I Think of Trying to Play PUBG Again and Posting Whatever Ranking I Got, Everytime, As A New Life Way Thing.
I Really Have To Recover to Play Mobile Legends A lot To Feel Life Again, My Life is Too Sad, I No Longer Feel The Excitement Of Playing Games But Doctors Seem Fine That I Don't Have To Take Mood Support Pills, It's Weird Doctors Don't Have Other Medicine Maybe It Will Recover Itself?

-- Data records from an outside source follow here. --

//! Scalar codec between stem variables and record fields.
//!
//! Every value crosses the boundary as text or raw bytes. Integers are
//! decimal text, character fields are fixed width, opaque fields are copied
//! byte for byte.
//!
//! A [`StemReader`] reads `<stem><tag>` variables; a value that is absent
//! comes back as `None` and the `load_*` helpers then leave the target
//! field alone. A [`StemWriter`] writes them and records every accepted
//! write in an [`Inventory`].

use rxmq_wire::{CountedString, until_nul};
use tracing::trace;

use crate::error::{CodecError, MarshalError};
use crate::inventory::{INVENTORY_TAG, Inventory};
use crate::store::{VariableStore, field_path};

/// Largest opaque byte field the codec stages.
pub const STAGING_LIMIT: usize = 100;

/// Sub-field names of a counted string.
const COUNTED_LENGTH: &str = "0";
const COUNTED_CCSID: &str = "CCSID";
const COUNTED_DATA: &str = "1";

/// Parse decimal text the way the legacy `atol` did.
///
/// Leading blanks are skipped, one sign is accepted and digits are read up
/// to the first non-digit. Text without digits is 0. Overflow wraps.
#[must_use]
pub fn parse_int(text: &[u8]) -> i32 {
    let (negative, digits) = split_number(text);
    let magnitude = digits.iter().fold(0i32, |acc, digit| {
        acc.wrapping_mul(10).wrapping_add(i32::from(digit - b'0'))
    });
    if negative {
        magnitude.wrapping_neg()
    } else {
        magnitude
    }
}

/// 64-bit counterpart of [`parse_int`].
#[must_use]
pub fn parse_int64(text: &[u8]) -> i64 {
    let (negative, digits) = split_number(text);
    let magnitude = digits.iter().fold(0i64, |acc, digit| {
        acc.wrapping_mul(10).wrapping_add(i64::from(digit - b'0'))
    });
    if negative {
        magnitude.wrapping_neg()
    } else {
        magnitude
    }
}

fn split_number(text: &[u8]) -> (bool, &[u8]) {
    let start = text
        .iter()
        .position(|b| !b.is_ascii_whitespace())
        .unwrap_or(text.len());
    let mut rest = &text[start..];
    let mut negative = false;
    if let Some((&sign, tail)) = rest.split_first()
        && (sign == b'-' || sign == b'+')
    {
        negative = sign == b'-';
        rest = tail;
    }
    let end = rest
        .iter()
        .position(|b| !b.is_ascii_digit())
        .unwrap_or(rest.len());
    (negative, &rest[..end])
}

fn counted_path(tag: &str, part: &str) -> String {
    format!("{tag}.{part}")
}

/// Reads fields from `<stem><tag>` variables.
pub struct StemReader<'a, S: VariableStore + ?Sized> {
    store: &'a S,
    stem: &'a str,
}

impl<'a, S: VariableStore + ?Sized> StemReader<'a, S> {
    pub fn new(store: &'a S, stem: &'a str) -> Self {
        Self { store, stem }
    }

    #[must_use]
    pub fn stem(&self) -> &str {
        self.stem
    }

    /// Raw value of `<stem><tag>`.
    #[must_use]
    pub fn value(&self, tag: &str) -> Option<Vec<u8>> {
        self.store.get(&field_path(self.stem, tag))
    }

    fn non_empty(&self, tag: &str) -> Option<Vec<u8>> {
        self.value(tag).filter(|value| !value.is_empty())
    }

    /// Integer field; `None` when the variable is absent or empty.
    #[must_use]
    pub fn get_int(&self, tag: &str) -> Option<i32> {
        self.non_empty(tag).map(|value| parse_int(&value))
    }

    #[must_use]
    pub fn get_int64(&self, tag: &str) -> Option<i64> {
        self.non_empty(tag).map(|value| parse_int64(&value))
    }

    /// First byte of the value.
    #[must_use]
    pub fn get_char(&self, tag: &str) -> Option<u8> {
        self.non_empty(tag)
            .and_then(|value| value.first().copied())
    }

    /// Character field of exactly `N` bytes, NUL filled after the text.
    #[must_use]
    pub fn get_fixed_string<const N: usize>(&self, tag: &str) -> Option<[u8; N]> {
        self.value(tag).map(|value| {
            let mut field = [0u8; N];
            let len = value.len().min(N);
            field[..len].copy_from_slice(&value[..len]);
            field
        })
    }

    /// Opaque bytes whose size is only known at run time.
    pub fn get_bytes(&self, tag: &str, size: usize) -> Result<Option<Vec<u8>>, CodecError> {
        if size > STAGING_LIMIT {
            return Err(CodecError::StagingLimit {
                tag: tag.to_string(),
                size,
                limit: STAGING_LIMIT,
            });
        }
        Ok(self.get_blob(tag, size))
    }

    /// Up to `max_len` bytes of the value, without the staging limit.
    #[must_use]
    pub fn get_blob(&self, tag: &str, max_len: usize) -> Option<Vec<u8>> {
        self.value(tag).map(|mut value| {
            value.truncate(max_len);
            value
        })
    }

    pub fn load_int(&self, tag: &str, target: &mut i32) {
        if let Some(value) = self.get_int(tag) {
            *target = value;
        }
    }

    pub fn load_int64(&self, tag: &str, target: &mut i64) {
        if let Some(value) = self.get_int64(tag) {
            *target = value;
        }
    }

    pub fn load_char(&self, tag: &str, target: &mut u8) {
        if let Some(value) = self.get_char(tag) {
            *target = value;
        }
    }

    pub fn load_fixed_string<const N: usize>(&self, tag: &str, target: &mut [u8; N]) {
        if let Some(value) = self.get_fixed_string::<N>(tag) {
            *target = value;
        }
    }

    /// Overwrite the leading bytes of an opaque field.
    ///
    /// A value shorter than the field leaves the remaining bytes as they
    /// were.
    pub fn load_bytes<const N: usize>(&self, tag: &str, target: &mut [u8; N]) {
        const { assert!(N <= STAGING_LIMIT, "opaque field exceeds the staging limit") };
        if let Some(value) = self.get_blob(tag, N) {
            target[..value.len()].copy_from_slice(&value);
        }
    }

    /// Fill a counted string from `<tag>.0`, `<tag>.CCSID` and `<tag>.1`.
    ///
    /// `.0` is the buffer size. A positive size allocates the payload
    /// buffer, which `.1` then fills. A `.1` longer than the buffer is not
    /// copied and leaves the length at 0.
    pub fn load_counted_string(
        &self,
        tag: &str,
        target: &mut CountedString,
    ) -> Result<(), MarshalError> {
        self.load_int(&counted_path(tag, COUNTED_LENGTH), &mut target.buf_size);
        self.load_int(&counted_path(tag, COUNTED_CCSID), &mut target.ccsid);

        let size = match usize::try_from(target.buf_size) {
            Ok(size) if size > 0 => size,
            _ => return Ok(()),
        };
        let mut buffer = Vec::new();
        buffer
            .try_reserve_exact(size)
            .map_err(|source| MarshalError::Allocation {
                tag: tag.to_string(),
                size,
                source,
            })?;
        match self.value(&counted_path(tag, COUNTED_DATA)) {
            Some(payload) if payload.len() <= size => buffer.extend_from_slice(&payload),
            Some(payload) => {
                trace!(tag, size, actual = payload.len(), "counted string overflows its buffer");
            }
            None => {}
        }
        target.length = i32::try_from(buffer.len()).unwrap_or(i32::MAX);
        target.data = Some(buffer);
        Ok(())
    }
}

/// Writes fields to `<stem><tag>` variables.
pub struct StemWriter<'a, S: VariableStore + ?Sized> {
    store: &'a mut S,
    stem: String,
    inventory: Option<Inventory>,
}

impl<'a, S: VariableStore + ?Sized> StemWriter<'a, S> {
    /// Writer that records each accepted tag.
    pub fn new(store: &'a mut S, stem: &str) -> Self {
        Self {
            store,
            stem: stem.to_string(),
            inventory: Some(Inventory::new()),
        }
    }

    /// Writer that starts from an existing inventory.
    pub fn with_inventory(store: &'a mut S, stem: &str, inventory: Inventory) -> Self {
        Self {
            store,
            stem: stem.to_string(),
            inventory: Some(inventory),
        }
    }

    /// Writer for single status values; nothing is recorded.
    pub fn without_inventory(store: &'a mut S, stem: &str) -> Self {
        Self {
            store,
            stem: stem.to_string(),
            inventory: None,
        }
    }

    #[must_use]
    pub fn inventory(&self) -> Option<&Inventory> {
        self.inventory.as_ref()
    }

    /// Store `value` under `<stem><tag>`.
    pub fn put_raw(&mut self, tag: &str, value: &[u8]) -> bool {
        let stored = self.store.set(&field_path(&self.stem, tag), value);
        if stored && let Some(inventory) = self.inventory.as_mut() {
            inventory.push(tag);
        }
        stored
    }

    pub fn put_int(&mut self, tag: &str, value: i32) -> bool {
        self.put_raw(tag, value.to_string().as_bytes())
    }

    pub fn put_int64(&mut self, tag: &str, value: i64) -> bool {
        self.put_raw(tag, value.to_string().as_bytes())
    }

    pub fn put_char(&mut self, tag: &str, value: u8) -> bool {
        self.put_raw(tag, &[value])
    }

    /// Character field up to its first NUL, or the whole field.
    pub fn put_fixed_string(&mut self, tag: &str, value: &[u8]) -> bool {
        self.put_raw(tag, until_nul(value))
    }

    /// Opaque field, written in full.
    pub fn put_bytes<const N: usize>(&mut self, tag: &str, value: &[u8; N]) -> bool {
        const { assert!(N <= STAGING_LIMIT, "opaque field exceeds the staging limit") };
        self.put_raw(tag, value)
    }

    /// Emit `<tag>.0` (length), `<tag>.CCSID` and `<tag>.1` (payload).
    pub fn put_counted_string(&mut self, tag: &str, value: &CountedString) {
        self.put_int(&counted_path(tag, COUNTED_LENGTH), value.length);
        self.put_int(&counted_path(tag, COUNTED_CCSID), value.ccsid);
        self.put_raw(&counted_path(tag, COUNTED_DATA), value.payload());
    }

    /// Store the inventory under `<stem>ZLIST` and hand it back.
    ///
    /// The inventory tag itself is never listed. A writer without an
    /// inventory writes no `ZLIST` and returns an empty one.
    pub fn finish(self) -> Inventory {
        let Some(inventory) = self.inventory else {
            return Inventory::default();
        };
        self.store
            .set(&field_path(&self.stem, INVENTORY_TAG), inventory.as_str().as_bytes());
        inventory
    }
}

#[cfg(test)]
mod tests {
    use super::*;
    use crate::store::MemoryStore;

    #[test]
    fn test_parse_int_legacy_rules() {
        assert_eq!(parse_int(b"5"), 5);
        assert_eq!(parse_int(b"  -42"), -42);
        assert_eq!(parse_int(b"+7"), 7);
        assert_eq!(parse_int(b"12abc"), 12);
        assert_eq!(parse_int(b"abc"), 0);
        assert_eq!(parse_int(b"- 3"), 0);
        assert_eq!(parse_int(b""), 0);
        assert_eq!(parse_int(b"2147483648"), i32::MIN);
        assert_eq!(parse_int64(b"-9000000000"), -9_000_000_000);
    }

    #[test]
    fn test_absent_and_empty_leave_default() {
        let mut store = MemoryStore::new();
        store.set_str("MD.PRI", "");
        let reader = StemReader::new(&store, "MD.");

        let mut priority = -1;
        reader.load_int("PRI", &mut priority);
        reader.load_int("PER", &mut priority);
        assert_eq!(priority, -1);
    }

    #[test]
    fn test_fixed_string_truncates_and_nul_fills() {
        let mut store = MemoryStore::new();
        store.set_str("X.F", "MQSTR");
        store.set_str("X.L", "ABCDEFGHIJ");
        let reader = StemReader::new(&store, "X.");

        assert_eq!(reader.get_fixed_string::<8>("F"), Some(*b"MQSTR\0\0\0"));
        assert_eq!(reader.get_fixed_string::<4>("L"), Some(*b"ABCD"));
        assert_eq!(reader.get_fixed_string::<4>("NONE"), None);
    }

    #[test]
    fn test_short_bytes_overwrite_prefix() {
        let mut store = MemoryStore::new();
        store.set("X.ID", b"AB");
        let reader = StemReader::new(&store, "X.");

        let mut field = [0xFFu8; 4];
        reader.load_bytes("ID", &mut field);
        assert_eq!(field, [b'A', b'B', 0xFF, 0xFF]);
    }

    #[test]
    fn test_runtime_staging_limit() {
        let store = MemoryStore::new();
        let reader = StemReader::new(&store, "X.");
        let err = reader.get_bytes("BIG", STAGING_LIMIT + 1).unwrap_err();
        assert_eq!(
            err,
            CodecError::StagingLimit {
                tag: "BIG".to_string(),
                size: 101,
                limit: 100,
            }
        );
        assert_eq!(reader.get_bytes("BIG", 16).unwrap(), None);
    }

    #[test]
    fn test_counted_string_sized_by_length_field() {
        let mut store = MemoryStore::new();
        store.set_str("SD.OS.0", "6");
        store.set_str("SD.OS.CCSID", "1208");
        store.set_str("SD.OS.1", "SPORTS");
        let reader = StemReader::new(&store, "SD.");

        let mut value = CountedString::default();
        reader.load_counted_string("OS", &mut value).unwrap();
        assert_eq!(value.buf_size, 6);
        assert_eq!(value.ccsid, 1208);
        assert_eq!(value.length, 6);
        assert_eq!(value.payload(), b"SPORTS");

        store.set_str("SD.OS.1", "SPORT");
        let reader = StemReader::new(&store, "SD.");
        reader.load_counted_string("OS", &mut value).unwrap();
        assert_eq!(value.payload(), b"SPORT");
    }

    #[test]
    fn test_counted_string_longer_than_buffer_is_dropped() {
        let mut store = MemoryStore::new();
        store.set_str("SD.OS.0", "6");
        store.set_str("SD.OS.1", "SPORTS/RESULTS");
        let reader = StemReader::new(&store, "SD.");

        let mut value = CountedString::default();
        reader.load_counted_string("OS", &mut value).unwrap();
        assert!(value.is_allocated());
        assert_eq!(value.buf_size, 6);
        assert_eq!(value.length, 0);
        assert!(value.payload().is_empty());
    }

    #[test]
    fn test_counted_string_without_size_stays_unallocated() {
        let mut store = MemoryStore::new();
        store.set_str("SD.OS.1", "ignored");
        let reader = StemReader::new(&store, "SD.");

        let mut value = CountedString::default();
        reader.load_counted_string("OS", &mut value).unwrap();
        assert!(!value.is_allocated());
    }

    #[test]
    fn test_writer_inventory_and_finish() {
        let mut store = MemoryStore::new();
        let mut writer = StemWriter::new(&mut store, "GMO.");
        writer.put_int("VER", 4);
        writer.put_char("GS", b' ');
        writer.put_fixed_string("RQN", b"SYSTEM.DEFAULT\0\0\0");
        writer.put_counted_string("OS", &CountedString::default());
        let inventory = writer.finish();

        assert_eq!(inventory.as_str(), "VER GS RQN OS.0 OS.CCSID OS.1");
        assert_eq!(store.get_str("GMO.RQN").unwrap(), "SYSTEM.DEFAULT");
        assert_eq!(store.get_str("GMO.OS.CCSID").unwrap(), "-3");
        assert_eq!(store.get_str("GMO.ZLIST").unwrap(), inventory.as_str());
    }

    #[test]
    fn test_writer_without_inventory() {
        let mut store = MemoryStore::new();
        let mut writer = StemWriter::without_inventory(&mut store, "RXMQ.");
        writer.put_int("LASTRC", 0);
        assert!(writer.inventory().is_none());
        assert!(writer.finish().is_empty());
        assert_eq!(store.get_str("RXMQ.LASTRC").unwrap(), "0");
        assert!(!store.contains("RXMQ.ZLIST"));
    }
}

I Truly Feel Like Taking The Lorazepam Everytime As It's Catatonia Medicine But Then It's For "Cannot Sleep" Means Doctor Did Not Regard Catatonia as Important or Important "Is Why It's Lorazepam(Medicine of Catatonia)"?

Anyway Just Now The Queue is Too Long At Bank To Change Number. And I Continued Writing When I'm Back From A.T.M. I Don't Know When I Will Change Number But Doctor Did Not Regard Mood Support Pills As Something Important is Still Weird To Me, It's Definitely a Healing Way, Maybe It's Truly Not Is Why It's Not Eaten On 30th June 2025?

I Was Still Schizophrenia When I'm On Medication Thinking I Own The Birds At I.M.H and Felt Like Daily Feeding The Birds With Extra Food That I Don't Eat, I Really Miss My Life With Birds Like It Ever Exist Before, Why Nobody is Reminding Me of My Life With Birds At That Time I Would Think I'm an Orphan and Nobody Cares About Me.